(quadro de amedeo modigliani, "nu couché", 1917)
"Do you remember my sister? How many mistakes did
she make with those never blinking eyes? I
couldn't work it out. I swear she could read your
mind, your life, the depths of your soul at one
glance. Maybe she was stripping herself away,
saying
Here I am, this is me I am yours and everything
about me, everything you see... If only you look
hard enough I never could. Our life was a
pillow-fight. We'd stand there on the quilt, our
hands clenched ready. Her with her milky teeth, so
late for her age, and a Stanley knife in her hand.

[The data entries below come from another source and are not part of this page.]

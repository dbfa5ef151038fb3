//! Per-stage consumption loops with bounded concurrency, stale-message
//! claiming and retry/DLQ handling.

use std::sync::Arc;
use std::time::Duration;

use tokio::sync::{watch, Semaphore};
use tokio::task::JoinHandle;
use tracing::{debug, error, info, warn};
use uuid::Uuid;

use klip_queue::{AnalyzeJob, Delivery, DownloadJob, QueueJob, RenderJob, TranscribeJob};

use crate::context::WorkerContext;
use crate::error::WorkerResult;
use crate::stages::StageJob;

/// How many messages one consume or claim round may pull.
const BATCH_LIMIT: usize = 5;

/// Block time for XREADGROUP, milliseconds.
const CONSUME_BLOCK_MS: u64 = 1000;

/// Runs one consumption loop per stage against a shared context.
pub struct StageExecutor {
    ctx: Arc<WorkerContext>,
    shutdown: watch::Sender<bool>,
    consumer_name: String,
}

impl StageExecutor {
    pub fn new(ctx: Arc<WorkerContext>) -> Self {
        let (shutdown, _) = watch::channel(false);
        let consumer_name = format!("worker-{}", Uuid::new_v4());
        Self {
            ctx,
            shutdown,
            consumer_name,
        }
    }

    /// Start all stage loops and run until shutdown.
    pub async fn run(&self) -> WorkerResult<()> {
        self.ctx.queue.init().await?;
        info!(consumer = %self.consumer_name, "starting stage loops");

        let config = &self.ctx.config;
        let handles = vec![
            self.spawn_stage::<DownloadJob>(config.download_concurrency),
            self.spawn_stage::<TranscribeJob>(config.transcribe_concurrency),
            self.spawn_stage::<AnalyzeJob>(config.analyze_concurrency),
            self.spawn_stage::<RenderJob>(config.render_concurrency),
        ];

        for handle in handles {
            handle.await.ok();
        }
        info!("all stage loops stopped");
        Ok(())
    }

    /// Signal shutdown to every stage loop.
    pub fn shutdown(&self) {
        let _ = self.shutdown.send(true);
    }

    fn spawn_stage<J: StageJob>(&self, concurrency: usize) -> JoinHandle<()> {
        let ctx = Arc::clone(&self.ctx);
        let consumer_name = self.consumer_name.clone();
        let shutdown_rx = self.shutdown.subscribe();
        tokio::spawn(stage_loop::<J>(ctx, consumer_name, concurrency, shutdown_rx))
    }
}

async fn stage_loop<J: StageJob>(
    ctx: Arc<WorkerContext>,
    consumer_name: String,
    concurrency: usize,
    mut shutdown_rx: watch::Receiver<bool>,
) {
    let semaphore = Arc::new(Semaphore::new(concurrency));
    let mut claim_interval = tokio::time::interval(ctx.config.claim_interval);

    info!(stage = %J::STAGE, concurrency, "stage loop started");

    loop {
        tokio::select! {
            _ = shutdown_rx.changed() => {
                if *shutdown_rx.borrow() {
                    info!(stage = %J::STAGE, "shutdown signal received");
                    break;
                }
            }
            _ = claim_interval.tick() => {
                let min_idle_ms = ctx.config.claim_min_idle.as_millis() as u64;
                match ctx.queue.claim_stale::<J>(&consumer_name, min_idle_ms, BATCH_LIMIT).await {
                    Ok(deliveries) if !deliveries.is_empty() => {
                        info!(stage = %J::STAGE, count = deliveries.len(), "claimed stale jobs");
                        dispatch::<J>(&ctx, &semaphore, deliveries).await;
                    }
                    Ok(_) => {}
                    Err(e) => warn!(stage = %J::STAGE, error = %e, "failed to claim stale jobs"),
                }
            }
            result = consume_once::<J>(&ctx, &consumer_name, &semaphore) => {
                if let Err(e) = result {
                    error!(stage = %J::STAGE, error = %e, "error consuming jobs");
                    tokio::time::sleep(Duration::from_secs(5)).await;
                }
            }
        }
    }

    // Let in-flight jobs drain before dropping the loop.
    let drained = tokio::time::timeout(ctx.config.shutdown_timeout, async {
        let _ = semaphore.acquire_many(concurrency as u32).await;
    })
    .await;
    if drained.is_err() {
        warn!(stage = %J::STAGE, "shutdown timeout with jobs still in flight");
    }
    info!(stage = %J::STAGE, "stage loop stopped");
}

async fn consume_once<J: StageJob>(
    ctx: &Arc<WorkerContext>,
    consumer_name: &str,
    semaphore: &Arc<Semaphore>,
) -> WorkerResult<()> {
    let available = semaphore.available_permits();
    if available == 0 {
        tokio::time::sleep(Duration::from_millis(100)).await;
        return Ok(());
    }

    let deliveries = ctx
        .queue
        .consume::<J>(consumer_name, CONSUME_BLOCK_MS, available.min(BATCH_LIMIT))
        .await?;
    dispatch::<J>(ctx, semaphore, deliveries).await;
    Ok(())
}

async fn dispatch<J: StageJob>(
    ctx: &Arc<WorkerContext>,
    semaphore: &Arc<Semaphore>,
    deliveries: Vec<Delivery<J>>,
) {
    for delivery in deliveries {
        let Ok(permit) = Arc::clone(semaphore).acquire_owned().await else {
            break;
        };
        let ctx = Arc::clone(ctx);
        tokio::spawn(async move {
            let _permit = permit;
            execute::<J>(ctx, delivery).await;
        });
    }
}

/// Run one job and settle its message: ack on success, fail-and-DLQ on
/// terminal errors, leave pending (bounded by the retry budget) on
/// transient ones.
async fn execute<J: StageJob>(ctx: Arc<WorkerContext>, delivery: Delivery<J>) {
    let job_id = delivery.job.job_id().to_string();
    debug!(stage = %J::STAGE, job_id, "executing job");

    match J::process(Arc::clone(&ctx), delivery.job.clone()).await {
        Ok(()) => {
            info!(stage = %J::STAGE, job_id, "job completed");
            if let Err(e) = ctx.queue.ack(J::STAGE, &delivery.message_id).await {
                error!(stage = %J::STAGE, job_id, error = %e, "failed to ack job");
            }
            if let Err(e) = ctx.queue.clear_dedup(&delivery.job).await {
                warn!(stage = %J::STAGE, job_id, error = %e, "failed to clear dedup key");
            }
        }
        Err(e) if e.is_terminal() => {
            error!(stage = %J::STAGE, job_id, error = %e, "job failed terminally");
            let message = e.to_string();
            J::fail_entity(Arc::clone(&ctx), delivery.job.clone(), message.clone()).await;
            if let Err(dlq_err) = ctx.queue.dlq(&delivery, &message).await {
                error!(stage = %J::STAGE, job_id, error = %dlq_err, "failed to park job in DLQ");
            }
            ctx.queue.clear_dedup(&delivery.job).await.ok();
        }
        Err(e) => {
            let attempts = ctx
                .queue
                .increment_retry(J::STAGE, &delivery.message_id)
                .await
                .unwrap_or(u32::MAX);
            let max_retries = ctx.queue.max_retries();

            if attempts >= max_retries {
                warn!(stage = %J::STAGE, job_id, attempts, "retry budget exhausted");
                let message = format!("failed after {attempts} attempts: {e}");
                J::fail_entity(Arc::clone(&ctx), delivery.job.clone(), message.clone()).await;
                if let Err(dlq_err) = ctx.queue.dlq(&delivery, &message).await {
                    error!(stage = %J::STAGE, job_id, error = %dlq_err, "failed to park job in DLQ");
                }
                ctx.queue.clear_dedup(&delivery.job).await.ok();
            } else {
                // Message stays pending; the claim scan redelivers it
                // after an idle window that doubles with each delivery.
                info!(
                    stage = %J::STAGE,
                    job_id,
                    attempt = attempts,
                    max_retries,
                    error = %e,
                    "job will be retried"
                );
            }
        }
    }
}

She sliced the tyres on my bike and I couldn't
forgive her.
She went blind at the age of five. We'd stand at
the bedroom window and she'd get me to tell her
what I saw. I'd describe the houses opposite, the
little patch of grass next to the path, the gate
with its rotten hinges forever wedged open that
Dad was always going to fix. She'd stand there
quiet for a moment. I thought she was trying to
develop the images in her own head. Then she'd
say:
I can see little twinkly stars, like Christmas
tree lights in faraway windows. Rings of brightly
coloured rocks floating around orange and mustard
planets. I can see huge tiger striped fishes
chasing tiny blue and yellow dashes, all tails and
fins and bubbles. I'd look at the grey house
opposite, and close the curtains. She burned down
the house when she was ten. I was away camping
with the scouts. The fireman said she'd been
smoking in bed - the old story, I thought. The cat
and our mum died in the flames, so Dad took us to
stay with our Aunt in the country. He went back to
London to find us a new house. We never saw him
again.
On her thirteenth birthday she fell down the well
in our Aunt's garden and broke her head. She'd
been drinking heavily. On her recovery her sight
returned, a fluke of nature everyone said. That's
when she said she'd never blink again. I would
tell her when she started at me, with her eyes
wide and watery, that they reminded me of the well
she fell into. She liked this, it made her laugh.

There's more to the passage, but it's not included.